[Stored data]
━━━━━━
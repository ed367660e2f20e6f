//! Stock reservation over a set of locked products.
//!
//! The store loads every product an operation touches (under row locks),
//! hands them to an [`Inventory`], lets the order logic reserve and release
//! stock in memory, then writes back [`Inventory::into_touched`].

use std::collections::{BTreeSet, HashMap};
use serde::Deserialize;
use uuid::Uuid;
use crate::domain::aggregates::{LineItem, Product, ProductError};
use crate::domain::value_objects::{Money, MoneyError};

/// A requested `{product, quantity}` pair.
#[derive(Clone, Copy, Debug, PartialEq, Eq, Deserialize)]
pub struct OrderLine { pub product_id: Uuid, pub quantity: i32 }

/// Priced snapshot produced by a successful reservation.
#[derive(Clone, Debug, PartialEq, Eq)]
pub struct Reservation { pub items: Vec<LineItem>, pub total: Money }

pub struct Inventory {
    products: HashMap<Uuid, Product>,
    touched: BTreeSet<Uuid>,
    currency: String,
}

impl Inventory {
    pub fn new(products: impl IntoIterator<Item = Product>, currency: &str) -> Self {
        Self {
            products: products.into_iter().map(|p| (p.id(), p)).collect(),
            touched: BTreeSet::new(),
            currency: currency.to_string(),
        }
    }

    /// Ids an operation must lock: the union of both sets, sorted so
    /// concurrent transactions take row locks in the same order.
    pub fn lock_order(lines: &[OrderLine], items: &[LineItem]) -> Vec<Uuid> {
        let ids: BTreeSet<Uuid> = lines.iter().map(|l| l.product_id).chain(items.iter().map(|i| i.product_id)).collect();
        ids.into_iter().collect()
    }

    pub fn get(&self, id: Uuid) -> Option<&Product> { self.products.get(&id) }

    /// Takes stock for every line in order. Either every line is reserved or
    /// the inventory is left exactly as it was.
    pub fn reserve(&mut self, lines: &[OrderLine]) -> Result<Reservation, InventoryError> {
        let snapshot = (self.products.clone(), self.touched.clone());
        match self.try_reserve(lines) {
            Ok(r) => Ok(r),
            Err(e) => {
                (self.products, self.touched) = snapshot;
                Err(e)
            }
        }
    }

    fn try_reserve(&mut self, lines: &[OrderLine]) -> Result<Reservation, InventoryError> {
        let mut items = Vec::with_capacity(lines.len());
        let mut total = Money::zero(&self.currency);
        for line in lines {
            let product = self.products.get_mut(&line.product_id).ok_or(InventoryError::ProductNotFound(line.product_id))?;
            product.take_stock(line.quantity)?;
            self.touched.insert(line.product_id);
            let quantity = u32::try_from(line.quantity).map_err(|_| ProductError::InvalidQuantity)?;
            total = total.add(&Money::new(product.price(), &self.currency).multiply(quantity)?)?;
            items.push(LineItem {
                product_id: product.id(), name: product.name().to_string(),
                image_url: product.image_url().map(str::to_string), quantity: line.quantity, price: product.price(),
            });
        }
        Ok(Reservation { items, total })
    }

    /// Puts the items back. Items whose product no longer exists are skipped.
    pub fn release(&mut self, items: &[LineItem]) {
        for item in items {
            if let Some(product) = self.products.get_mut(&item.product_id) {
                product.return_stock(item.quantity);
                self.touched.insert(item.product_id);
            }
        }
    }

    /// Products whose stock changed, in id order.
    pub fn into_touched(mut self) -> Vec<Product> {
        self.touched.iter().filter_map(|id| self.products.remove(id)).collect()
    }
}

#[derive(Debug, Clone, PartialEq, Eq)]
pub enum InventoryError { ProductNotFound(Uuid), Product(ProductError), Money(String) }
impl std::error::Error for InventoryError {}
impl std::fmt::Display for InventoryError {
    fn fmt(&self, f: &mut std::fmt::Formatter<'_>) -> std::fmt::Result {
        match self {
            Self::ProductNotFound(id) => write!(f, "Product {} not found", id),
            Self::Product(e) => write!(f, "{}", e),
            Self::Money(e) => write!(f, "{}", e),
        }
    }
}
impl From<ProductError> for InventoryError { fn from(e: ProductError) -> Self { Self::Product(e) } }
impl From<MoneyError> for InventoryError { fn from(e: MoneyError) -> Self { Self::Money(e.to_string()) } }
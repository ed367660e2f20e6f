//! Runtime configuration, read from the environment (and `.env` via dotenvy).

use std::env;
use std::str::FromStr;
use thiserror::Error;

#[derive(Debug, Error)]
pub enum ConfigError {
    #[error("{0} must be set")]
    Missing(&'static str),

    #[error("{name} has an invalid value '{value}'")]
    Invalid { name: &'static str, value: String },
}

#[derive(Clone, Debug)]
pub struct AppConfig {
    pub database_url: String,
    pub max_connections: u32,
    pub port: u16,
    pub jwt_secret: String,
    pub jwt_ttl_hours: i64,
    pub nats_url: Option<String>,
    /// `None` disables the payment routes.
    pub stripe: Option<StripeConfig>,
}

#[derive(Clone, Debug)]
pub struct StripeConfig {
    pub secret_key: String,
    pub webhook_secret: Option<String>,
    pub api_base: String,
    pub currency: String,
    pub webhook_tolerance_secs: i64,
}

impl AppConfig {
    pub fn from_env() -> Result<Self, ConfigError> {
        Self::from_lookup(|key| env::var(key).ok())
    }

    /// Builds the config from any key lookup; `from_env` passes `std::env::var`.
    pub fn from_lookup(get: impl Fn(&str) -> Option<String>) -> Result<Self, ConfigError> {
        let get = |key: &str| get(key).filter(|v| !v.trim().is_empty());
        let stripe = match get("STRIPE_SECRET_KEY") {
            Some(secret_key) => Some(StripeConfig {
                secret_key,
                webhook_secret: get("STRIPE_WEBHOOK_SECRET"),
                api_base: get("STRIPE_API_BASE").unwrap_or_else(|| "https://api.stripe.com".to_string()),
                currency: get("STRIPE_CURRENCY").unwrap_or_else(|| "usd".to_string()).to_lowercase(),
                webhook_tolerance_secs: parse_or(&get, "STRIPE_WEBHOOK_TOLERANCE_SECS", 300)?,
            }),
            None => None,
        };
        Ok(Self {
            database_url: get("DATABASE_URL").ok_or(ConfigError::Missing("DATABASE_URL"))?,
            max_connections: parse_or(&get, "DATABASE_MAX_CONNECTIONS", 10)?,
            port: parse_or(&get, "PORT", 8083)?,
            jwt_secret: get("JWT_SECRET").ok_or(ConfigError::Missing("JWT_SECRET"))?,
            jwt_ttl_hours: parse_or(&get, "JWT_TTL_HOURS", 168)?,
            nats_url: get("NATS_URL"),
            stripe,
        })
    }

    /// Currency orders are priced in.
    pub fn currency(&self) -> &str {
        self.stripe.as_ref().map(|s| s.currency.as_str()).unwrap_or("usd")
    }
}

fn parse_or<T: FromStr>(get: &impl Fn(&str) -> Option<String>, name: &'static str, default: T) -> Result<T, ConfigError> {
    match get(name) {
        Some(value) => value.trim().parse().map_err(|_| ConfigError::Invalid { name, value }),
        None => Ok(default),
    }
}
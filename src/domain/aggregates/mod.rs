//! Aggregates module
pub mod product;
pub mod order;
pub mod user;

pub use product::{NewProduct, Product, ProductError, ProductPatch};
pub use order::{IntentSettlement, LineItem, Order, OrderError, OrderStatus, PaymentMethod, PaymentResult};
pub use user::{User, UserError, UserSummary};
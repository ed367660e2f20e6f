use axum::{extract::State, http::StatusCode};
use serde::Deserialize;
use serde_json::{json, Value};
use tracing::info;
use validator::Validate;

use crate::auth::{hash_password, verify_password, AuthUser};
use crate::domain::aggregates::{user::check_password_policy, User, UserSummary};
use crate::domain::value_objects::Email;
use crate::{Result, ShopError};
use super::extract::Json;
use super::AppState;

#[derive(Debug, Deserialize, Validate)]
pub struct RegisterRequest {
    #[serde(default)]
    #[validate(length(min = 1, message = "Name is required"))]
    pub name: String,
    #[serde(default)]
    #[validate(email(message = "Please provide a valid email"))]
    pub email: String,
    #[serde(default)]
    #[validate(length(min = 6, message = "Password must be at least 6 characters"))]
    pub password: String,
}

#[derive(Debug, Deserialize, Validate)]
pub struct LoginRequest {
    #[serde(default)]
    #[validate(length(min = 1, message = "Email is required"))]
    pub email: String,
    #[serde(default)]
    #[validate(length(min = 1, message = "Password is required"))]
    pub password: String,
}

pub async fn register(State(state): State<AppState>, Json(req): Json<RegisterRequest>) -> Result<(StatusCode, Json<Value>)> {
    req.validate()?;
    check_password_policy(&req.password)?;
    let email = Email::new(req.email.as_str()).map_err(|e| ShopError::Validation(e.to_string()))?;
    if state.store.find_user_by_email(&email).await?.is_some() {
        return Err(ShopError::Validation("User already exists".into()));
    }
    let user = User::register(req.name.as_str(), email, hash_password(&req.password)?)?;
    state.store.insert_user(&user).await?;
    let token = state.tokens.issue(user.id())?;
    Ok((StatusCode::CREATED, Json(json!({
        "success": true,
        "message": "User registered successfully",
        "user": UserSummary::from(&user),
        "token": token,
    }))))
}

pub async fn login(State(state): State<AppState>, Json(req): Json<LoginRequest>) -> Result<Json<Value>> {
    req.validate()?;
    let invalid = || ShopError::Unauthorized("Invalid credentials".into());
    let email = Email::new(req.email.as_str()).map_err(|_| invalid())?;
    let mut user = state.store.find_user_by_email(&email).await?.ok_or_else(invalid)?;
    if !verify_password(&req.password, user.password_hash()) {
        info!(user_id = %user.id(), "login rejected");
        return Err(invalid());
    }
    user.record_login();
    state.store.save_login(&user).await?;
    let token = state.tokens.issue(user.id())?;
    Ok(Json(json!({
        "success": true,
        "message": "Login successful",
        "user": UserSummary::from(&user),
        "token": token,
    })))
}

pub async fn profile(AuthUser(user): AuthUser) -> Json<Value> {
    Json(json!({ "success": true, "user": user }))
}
━━━━━━
PROBLEM TO WORK ON: The lines needed are the ones from the first line of the entries through the line that contains "pub struct OrderLine", given again without any change.

ANSWER AREA:
repository ed367660e2f20e6f
//! Stock reservation over a set of locked products.
//!
//! The store loads every product an operation touches (under row locks),
//! hands them to an [`Inventory`], lets the order logic reserve and release
//! stock in memory, then writes back [`Inventory::into_touched`].

use std::collections::{BTreeSet, HashMap};
use serde::Deserialize;
use uuid::Uuid;
use crate::domain::aggregates::{LineItem, Product, ProductError};
use crate::domain::value_objects::{Money, MoneyError};

/// A requested `{product, quantity}` pair.
#[derive(Clone, Copy, Debug, PartialEq, Eq, Deserialize)]
pub struct OrderLine { pub product_id: Uuid, pub quantity: i32 }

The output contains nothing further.